Tomorrow is always a sad day for me. Even though it comes right after Christmas, it’s been a sad day for me for the past 15 years.

During the decades I spent overweight, fat had a big impact on my life. My appearance kept me from enjoying many activities, made me feel shy and awkward with people, and impacted my relationships.

I hid whenever possible. I dressed in black and stayed in the background. I hoped no one would notice me in crowds or at events. I grew very uncomfortable whenever attention came my way because of my size. You can imagine the horror I felt when my sister Paula asked me to be in her wedding party. It was 1991 and I was at a “medium” weight, having regained some 60 lbs after a 3-year hiatus from sugar and white flour. The weight had returned, as it always did, with a vengeance.

I was even more horrified when I saw the dresses she had picked out!

PatBlue

Talk about a cliché! The horrible bridesmaid dress!

My youngest sister, Pam, was even more concerned about wearing the shiny, lacy covered dress than I was. Not only did she battle her own weight problem, she was pregnant, necessitating a slightly different gown shape.

“Yikes,” I told her. “They’re horrible! We’ll look like French whores coming down the aisle!”

Pam, whose Texas accent elongates every word, shook her head in agreement and rubbed her growing baby belly.

“And I’m going to look like the one who made a mistake,” she said.

We considered refusing the bright blue confections. We plotted accidents with chlorine bleach. We wracked our brains for a way out. I think we even considered batgirl capes.

But, in the end, we wore them.

Pat & Pam

That’s what you do for your sister. You put aside your own concerns about what people will think. You grin and bear it. You pray people will drink too much and not remember. You burn the pictures later.

Actually, I destroyed many pictures in those days. When it came time to find photos for this blog, I couldn’t find many fat ones. It was denial – my way of pretending I didn’t weigh over 200 lbs.

But my search for pictures turned up the ones you see here. Tucked away. Someone must have sent them to me because they weren’t the formal wedding pictures.

And though they filled the bill of “fat pictures” I needed, I hated seeing them. You see, they reminded me of that day – December 28, 1991 – when Pam and I put aside our pride and walked down the aisle in the brightest blue silk available while the middle sister of three got married.

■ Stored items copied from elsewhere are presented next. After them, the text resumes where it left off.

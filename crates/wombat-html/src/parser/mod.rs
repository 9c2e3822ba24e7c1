//! HTML tree construction.
//!
//! [§ 13.2.6 Tree construction](https://html.spec.whatwg.org/multipage/parsing.html#tree-construction)

/// Element category tables.
pub mod constants;
/// Tree builder state machine implementation.
pub mod core;
/// SVG and MathML handling.
pub mod foreign_content;
/// DOCTYPE classification.
pub mod quirks;

pub use self::core::{FragmentContext, InsertionMode, TreeBuilder, TreeBuilderOpts};
pub use quirks::QuirksMode;
//! SVG case adjustments.
//!
//! HTML tokenization lowercases tag and attribute names; SVG names are
//! case-sensitive, so the tree builder restores the camel case here.

use wombat_dom::AttributesMap;

/// [§ 13.2.6.5 The rules for parsing tokens in foreign content](https://html.spec.whatwg.org/multipage/parsing.html#parsing-main-inforeign)
///
/// "If the adjusted current node is an element in the SVG namespace, and the
/// token's tag name is one of the ones in the first column of the following
/// table, change the tag name to the name given in the corresponding cell in
/// the second column."
const SVG_TAG_ADJUSTMENTS: &[(&str, &str)] = &[
    ("altglyph", "altGlyph"),
    ("altglyphdef", "altGlyphDef"),
    ("altglyphitem", "altGlyphItem"),
    ("animatecolor", "animateColor"),
    ("animatemotion", "animateMotion"),
    ("animatetransform", "animateTransform"),
    ("clippath", "clipPath"),
    ("feblend", "feBlend"),
    ("fecolormatrix", "feColorMatrix"),
    ("fecomponenttransfer", "feComponentTransfer"),
    ("fecomposite", "feComposite"),
    ("feconvolvematrix", "feConvolveMatrix"),
    ("fediffuselighting", "feDiffuseLighting"),
    ("fedisplacementmap", "feDisplacementMap"),
    ("fedistantlight", "feDistantLight"),
    ("fedropshadow", "feDropShadow"),
    ("feflood", "feFlood"),
    ("fefunca", "feFuncA"),
    ("fefuncb", "feFuncB"),
    ("fefuncg", "feFuncG"),
    ("fefuncr", "feFuncR"),
    ("fegaussianblur", "feGaussianBlur"),
    ("feimage", "feImage"),
    ("femerge", "feMerge"),
    ("femergenode", "feMergeNode"),
    ("femorphology", "feMorphology"),
    ("feoffset", "feOffset"),
    ("fepointlight", "fePointLight"),
    ("fespecularlighting", "feSpecularLighting"),
    ("fespotlight", "feSpotLight"),
    ("fetile", "feTile"),
    ("feturbulence", "feTurbulence"),
    ("foreignobject", "foreignObject"),
    ("glyphref", "glyphRef"),
    ("lineargradient", "linearGradient"),
    ("radialgradient", "radialGradient"),
    ("textpath", "textPath"),
];

/// [§ 13.2.6.3 Adjust SVG attributes](https://html.spec.whatwg.org/multipage/parsing.html#adjust-svg-attributes)
///
/// "When the steps below require the user agent to adjust SVG attributes for a
/// token, then, if the attribute's name is one of the names in the first column
/// of the following table, set the attribute's name to the name in the second
/// column."
const SVG_ATTRIBUTE_ADJUSTMENTS: &[(&str, &str)] = &[
    ("attributename", "attributeName"),
    ("attributetype", "attributeType"),
    ("basefrequency", "baseFrequency"),
    ("baseprofile", "baseProfile"),
    ("calcmode", "calcMode"),
    ("clippathunits", "clipPathUnits"),
    ("diffuseconstant", "diffuseConstant"),
    ("edgemode", "edgeMode"),
    ("filterunits", "filterUnits"),
    ("glyphref", "glyphRef"),
    ("gradienttransform", "gradientTransform"),
    ("gradientunits", "gradientUnits"),
    ("kernelmatrix", "kernelMatrix"),
    ("kernelunitlength", "kernelUnitLength"),
    ("keypoints", "keyPoints"),
    ("keysplines", "keySplines"),
    ("keytimes", "keyTimes"),
    ("lengthadjust", "lengthAdjust"),
    ("limitingconeangle", "limitingConeAngle"),
    ("markerheight", "markerHeight"),
    ("markerunits", "markerUnits"),
    ("markerwidth", "markerWidth"),
    ("maskcontentunits", "maskContentUnits"),
    ("maskunits", "maskUnits"),
    ("numoctaves", "numOctaves"),
    ("pathlength", "pathLength"),
    ("patterncontentunits", "patternContentUnits"),
    ("patterntransform", "patternTransform"),
    ("patternunits", "patternUnits"),
    ("pointsatx", "pointsAtX"),
    ("pointsaty", "pointsAtY"),
    ("pointsatz", "pointsAtZ"),
    ("preservealpha", "preserveAlpha"),
    ("preserveaspectratio", "preserveAspectRatio"),
    ("primitiveunits", "primitiveUnits"),
    ("refx", "refX"),
    ("refy", "refY"),
    ("repeatcount", "repeatCount"),
    ("repeatdur", "repeatDur"),
    ("requiredextensions", "requiredExtensions"),
    ("requiredfeatures", "requiredFeatures"),
    ("specularconstant", "specularConstant"),
    ("specularexponent", "specularExponent"),
    ("spreadmethod", "spreadMethod"),
    ("startoffset", "startOffset"),
    ("stddeviation", "stdDeviation"),
    ("stitchtiles", "stitchTiles"),
    ("surfacescale", "surfaceScale"),
    ("systemlanguage", "systemLanguage"),
    ("tablevalues", "tableValues"),
    ("targetx", "targetX"),
    ("targety", "targetY"),
    ("textlength", "textLength"),
    ("viewbox", "viewBox"),
    ("viewtarget", "viewTarget"),
    ("xchannelselector", "xChannelSelector"),
    ("ychannelselector", "yChannelSelector"),
    ("zoomandpan", "zoomAndPan"),
];

/// The SVG spelling of a lowercased tag name.
#[must_use]
pub fn adjust_svg_tag_name(name: &str) -> &str {
    SVG_TAG_ADJUSTMENTS
        .iter()
        .find(|&&(from, _)| from == name)
        .map_or(name, |&(_, to)| to)
}

/// Restore SVG attribute casing, keeping attribute order.
#[must_use]
pub fn adjust_svg_attributes(attrs: AttributesMap) -> AttributesMap {
    attrs
        .into_iter()
        .map(|(name, value)| {
            match SVG_ATTRIBUTE_ADJUSTMENTS.iter().find(|&&(from, _)| from == name) {
                Some(&(_, to)) => (to.to_string(), value),
                None => (name, value),
            }
        })
        .collect()
}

Seeing these pictures, I was reminded of the fact that it was a happy day for her, maybe her happiest.

But it was a hard day for me personally. I couldn’t get over the discomfort I felt in my own skin. I was so unhappy with myself and my size. I was fixated on my weight and on dieting. I tried every crazy diet that came along, alternately losing and gaining pounds and pounds of fat. That huge blue dress emphasized my weight. I couldn’t deny it.

In those days, I never lived in the present. I lived in the future when I’d be thin (again) (maybe for a minute) (once more).

So I hid. I smiled when I had to. And my own absorption in my misery detracted greatly from my experience with my sisters that day. Like all things past, I can’t go back now and enjoy the day differently.

Today, I’ve grown past that point. I live in the now. My enjoyment of life has changed drastically. I don’t live for the future when a diet might change my life for me. Years ago, I went straight to the heart of my discomfort and changed my life by giving up my daydream and diets at the same time. And I left behind the excess weight for good.

But my discomfort that day was a communication to me that something wasn’t aligned in my life.

I wish I could say my sister Paula had experienced the changes in my life and confidence since then. I wish I could say I had experienced her life once I learned to live in the present moment and be content with myself.

But my sister died in 1995.

And these pictures are some of the last I have of our shared lives.